Ils suggèrent également que leurs résultats devraient être pris en compte dans la prévention primaire, et des travaux supplémentaires devraient être effectués pour identifier les facteurs qui contribuent à ce que les personnes se sentent soumises à des pressions excessives liées au travail.

Conclusion

Cette étude a suivi une grande cohorte d’infirmières danoises et trouvé une association entre une pression de travail élevée perçue et un risque accru de maladie cardiaque. L’étude a été bien menée et a fait des ajustements pour tenir compte d’autres facteurs qui pourraient contribuer à un risque de maladie cardiaque. Il y a certaines limites, dont beaucoup ont été soulignées par les auteurs.

Un problème général dans ce type de recherche est l’utilisation de différentes mesures d’exposition au travail psychosocial. Cette étude n’a mesuré qu’un aspect des exigences du travail et de la pression au travail. D’autres aspects pouvant contribuer à une expérience stressante au travail n’ont pas été mesurés.

Les niveaux de pression de travail autodéclarés sont une mesure subjective, et différentes femmes effectuant le même travail peuvent signaler différents degrés de pression au travail. Ils sont sans doute une mesure de la façon dont un individu réagit au stress plutôt qu’une mesure de la façon dont un emploi est intrinsèquement stressant.

L’étude portait sur les femmes d’une profession – les soins infirmiers. Il est possible que des personnes ayant des emplois différents puissent avoir des exigences professionnelles différentes et puissent rencontrer ces exigences professionnelles différemment.

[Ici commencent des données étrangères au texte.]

/// Smallest column scale of a transform's linear part
fn min_column_scale(m: &Mat4) -> f32 {
    let mut smallest = f32::INFINITY;
    for i in 0..3 {
        let column = Vec3::new(m[(0, i)], m[(1, i)], m[(2, i)]);
        smallest = smallest.min(column.magnitude());
    }
    smallest.max(f32::EPSILON)
}

/// Recursively partition `triangles` under `node` by the longest axis
///
/// `first` is the absolute index of `triangles[0]` in the mesh triangle
/// array; leaves record absolute runs. A partition that fails to separate
/// the set (every triangle on one side) terminates in a single leaf.
fn build_subtree(
    bvh: &mut Bvh<TriangleRun>,
    node: u32,
    vertices: &[Vec3],
    triangles: &mut [MeshTriangle],
    first: u32,
) {
    if triangles.len() <= MAX_LEAF_TRIANGLES {
        bvh.set_leaf(
            node,
            TriangleRun {
                start: first,
                count: triangles.len() as u32,
            },
        );
        return;
    }

    let bounds = bvh.node(node).aabb;
    let axis = bounds.longest_axis();
    let pivot = bounds.center()[axis];

    let mut left_aabb = Aabb::default();
    let mut right_aabb = Aabb::default();
    let mut split = 0usize;
    for i in 0..triangles.len() {
        let tri = triangles[i];
        // Per-vertex signed distance to the splitting plane; the side whose
        // farthest vertex wins takes the triangle
        let mut farthest_left = 0.0f32;
        let mut farthest_right = 0.0f32;
        for &vertex in &tri.indices {
            let distance = vertices[vertex as usize][axis] - pivot;
            farthest_right = farthest_right.max(distance);
            farthest_left = farthest_left.max(-distance);
        }
        if farthest_left >= farthest_right {
            for &vertex in &tri.indices {
                left_aabb.expand(vertices[vertex as usize]);
            }
            triangles.swap(i, split);
            split += 1;
        } else {
            for &vertex in &tri.indices {
                right_aabb.expand(vertices[vertex as usize]);
            }
        }
    }

    if split == 0 || split == triangles.len() {
        // Degenerate split: everything became one side
        bvh.set_leaf(
            node,
            TriangleRun {
                start: first,
                count: triangles.len() as u32,
            },
        );
        return;
    }

    let (left, right) = bvh.add_children(node, left_aabb, right_aabb);
    let (left_triangles, right_triangles) = triangles.split_at_mut(split);
    build_subtree(bvh, left, vertices, left_triangles, first);
    build_subtree(bvh, right, vertices, right_triangles, first + split as u32);
}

De plus, les femmes avaient toutes plus de 45 ans. Les femmes plus jeunes peuvent avoir des antécédents de travail et des expériences différents, par conséquent, cette étude peut ne pas être directement applicable à la main-d’œuvre féminine au Royaume-Uni.

La population étudiée était un groupe d’infirmières. Il est possible que leurs attitudes vis-à-vis de la santé, et donc des risques de maladies, diffèrent de celles de la population en général.

Une autre limitation possible est que l’étude incluait les femmes qui avaient déjà une maladie cardiaque au départ, car seules celles qui avaient été hospitalisées pour une cardiopathie ischémique ont été exclues.

Cette recherche suggère que des exigences psychologiques excessives au travail peuvent affecter la santé cardiaque chez les femmes. Des recherches supplémentaires sont nécessaires pour évaluer quels facteurs spécifiques dans un lieu de travail contribuent à une pression de travail perçue élevée afin que des mesures préventives pour améliorer le bien-être mental sur le lieu de travail puissent être développées.